Summary: The Eucharist is our Christian todah sacrifice

Corpus Christi 2016

Solemnity of the Most Holy Body and Blood of Christ

Is it possible for any American not to know that this is Memorial Day weekend? Realistically, the main reason for this awareness is that everybody marketing anything is having a Memorial Day sale. But because everyone knows someone who either died in a war or who lost someone in our overabundant conflicts, we all in one way or another commemorate our dead warriors, be they involved on land, on sea or in the air. As the official text says: “Every Memorial Day, the U.S. flag is quickly raised to the tops of flagpoles, slowly lowered to half-mast, and then raised again to full height at noon. The time at half-mast is meant to honor the million-plus fallen U.S. soldiers who have died for their country over the years. Re-raising the flag is meant to symbolize the resolve of the living to carry on the fight for freedom so that the nation’s heroes will not have died in vain.” As Dr. Joseph Hollcraft wrote: “By celebrating particular events in the past (this can also include such things as birthdays and anniversaries), we are doing more than just matting a picture on the wall; we are making present the past to gain a deeper appreciation and understanding of who we are in the present.”

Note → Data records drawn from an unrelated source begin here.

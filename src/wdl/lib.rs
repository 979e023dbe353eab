pub mod aggregate;
pub mod commands;
pub mod events;
pub mod ids;
pub mod input;
mod money;
pub mod report;
mod result;
pub mod services;
pub mod store;

pub use money::Money;
pub use result::Result;

pub fn build_account_service() -> services::AccountService {
    let store = store::InMemoryEventStore::new();
    let account_service = services::AccountService::new(store, services::DEFAULT_INITIAL_BALANCE);

    return account_service;
}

But today is what we must call a greater Memorial Day, the Solemnity of the Most Holy Body and Blood of Christ. St. Paul says it succinctly, and the priest repeats his words after the words of consecration: “Do this, as often as you drink it, in remembrance of me.” So is our reception of communion like our actions with the flag tomorrow, a memorial and a resolve to carry on the fight for Christ?

Yes, but much more than that. When we remember our fallen, it is precisely because they are not with us. They are dead, and we experience them only in memory. When the last person who knew them during their lives also dies, human memory of them is gone. Only what was recorded on film, paper or electronic devices–or on their grave markers--remains of them on earth.

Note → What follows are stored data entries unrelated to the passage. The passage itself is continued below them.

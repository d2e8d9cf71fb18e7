use std::{net::SocketAddr, sync::Arc};

use anyhow::{Context, Result};
use axum_server::Handle;
use blob_store::BlobStoreSet;
use metadata_store::MetadataStore;
use tokio::signal;
use tracing::info;

use crate::{
    config::DepotConfig,
    gateway::BlobGateway,
    metrics::ApiMetrics,
    routes::{create_routes, RouteState},
};

pub struct Service {
    pub config: DepotConfig,
    pub gateway: BlobGateway,
    pub metadata: MetadataStore,
}

impl Service {
    pub async fn new(config: DepotConfig) -> Result<Self> {
        config.validate()?;
        let stores = BlobStoreSet::new(&config.public_store, &config.private_store)
            .await
            .context("error initializing blob stores")?;
        let metadata = MetadataStore::open(&config.metadata_path)
            .await
            .context("error initializing metadata store")?;
        let gateway = BlobGateway::new(stores, metadata.clone());

        Ok(Self {
            config,
            gateway,
            metadata,
        })
    }

    pub async fn start(&mut self) -> Result<()> {
        let route_state = RouteState {
            gateway: self.gateway.clone(),
            metrics: Arc::new(ApiMetrics::new()),
        };

        let handle = Handle::new();
        let handle_sh = handle.clone();
        tokio::spawn(async move {
            shutdown_signal(handle_sh).await;
            info!("graceful shutdown signal received, shutting down server gracefully");
        });

        let addr: SocketAddr = self.config.listen_addr.parse()?;
        info!("server api listening on {}", self.config.listen_addr);
        axum_server::bind(addr)
            .handle(handle)
            .serve(create_routes(route_state).into_make_service())
            .await?;

        // In-flight requests have drained by now; flush metadata last so no
        // accepted write is lost.
        self.metadata
            .close()
            .await
            .context("error closing metadata store")?;
        info!("metadata store flushed and closed");

        Ok(())
    }
}

async fn shutdown_signal(handle: Handle) {
    let ctrl_c = async {
        signal::ctrl_c()
            .await
            .expect("failed to install Ctrl+C handler");
    };

    #[cfg(unix)]
    let terminate = async {
        signal::unix::signal(signal::unix::SignalKind::terminate())
            .expect("failed to install signal handler")
            .recv()
            .await;
    };

    #[cfg(not(unix))]
    let terminate = std::future::pending::<()>();

    tokio::select! {
        _ = ctrl_c => {
        },
        _ = terminate => {
        },
    }
    handle.shutdown();
    info!("signal received, shutting down server gracefully");
}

What we do at this Mass is different because when we remember the One, Jesus Christ, who gave us the memorial and the resolve, did so by giving us the reality. We don’t go to communion thinking about what we are to receive, but whom we are to receive, and who we must become. The paten and chalice contain the true Body and Blood of Jesus Christ–the risen Lord Jesus. We hear that this is the Lamb of God who takes away the sins of the world. And we know that when we worthily receive, under one species or both, we are taking into ourselves the divine and human reality that will make us like Himself. The worthy reception of communion literally obliterates every venial sin we may have and gives us the grace to do good and avoid evil, to conquer our self-destructive and other-injuring habits. To become an image of Jesus and His Mother, Mary, for a world in desperate need of both.

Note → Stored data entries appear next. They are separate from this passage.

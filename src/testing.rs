use std::sync::Arc;

use anyhow::Result;
use axum::Router;
use blob_store::BlobStoreConfig;
use tracing::subscriber;
use tracing_subscriber::{layer::SubscriberExt, Layer};

use crate::{
    config::DepotConfig,
    metrics::ApiMetrics,
    routes::{create_routes, RouteState},
    service::Service,
};

pub struct TestService {
    pub service: Service,
    // Held so the scratch stores outlive the test.
    pub temp_dir: tempfile::TempDir,
}

impl TestService {
    pub async fn new() -> Result<Self> {
        Self::build(false).await
    }

    /// Harness whose private store cannot issue presigned URLs.
    pub async fn new_without_signing() -> Result<Self> {
        Self::build(true).await
    }

    async fn build(unsigned_private_store: bool) -> Result<Self> {
        let env_filter = tracing_subscriber::EnvFilter::try_from_default_env()
            .unwrap_or_else(|_| tracing_subscriber::EnvFilter::new("trace"));
        let _ = subscriber::set_global_default(
            tracing_subscriber::registry()
                .with(tracing_subscriber::fmt::layer().with_filter(env_filter)),
        );

        let temp_dir = tempfile::tempdir()?;

        let mut cfg = DepotConfig {
            metadata_path: format!("file://{}/metadata", temp_dir.path().display()),
            public_store: BlobStoreConfig::new(format!(
                "file://{}/public",
                temp_dir.path().display()
            )),
            private_store: BlobStoreConfig::new(format!(
                "file://{}/private",
                temp_dir.path().display()
            )),
            ..Default::default()
        };
        if unsigned_private_store {
            cfg.private_store = BlobStoreConfig::new("memory:///");
        }

        let srv = Service::new(cfg).await?;

        Ok(Self {
            service: srv,
            temp_dir,
        })
    }

    pub fn router(&self) -> Router {
        create_routes(RouteState {
            gateway: self.service.gateway.clone(),
            metrics: Arc::new(ApiMetrics::new()),
        })
    }
}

Much has been made about the Mass as the Catholic version of the Passover seder. After all, the first Mass was likely a Passover celebrated two days early. But Pope emeritus Benedict invites us to consider something called the todah sacrifice as a better precursor of our Eucharistic celebration. When someone had been rescued by God from a particularly difficult situation–and I invite you to read Psalm 107 for some examples–he would vow to offer a sacrifice at the Jerusalem Temple in thanksgiving for being saved. Perhaps he was lost in a desert, or thrown unjustly into prison. Others might have recovered from a serious illness or have escaped shipwreck and drowning. The pattern for this sacrifice of praise and thanksgiving is given in Leviticus, chapter 7. The priest would offer bread, meat and wine, and the saved person would narrate how he was saved. Then the family would return home and share the sacrifice in a common meal.

From earliest days, the Eucharist was considered such a sacrifice. The priest, in the Eucharistic prayer, tells the story of that day when Jesus, foreseeing His sacrificial death, offered to the Father the bread and wine, and by the power of the Holy Spirit gave it to His disciples. He did not mince words. Toüto moü estin to soma to üper ümon. “This is my Body given for you. . .This is the new covenant in my blood.” Very many Catholic converts–including my wife–attribute their vocation to the faith to reading these words and the words of John chapter 6. Jesus did give us a memorial, and a resolve, but He also gave us the reality. What is now unleavened bread and unsulfited wine right now will in moments be the Risen Christ under forms of bread and wine. And He will be our food and drink–Body, Blood, Soul Divinity–and we will be His.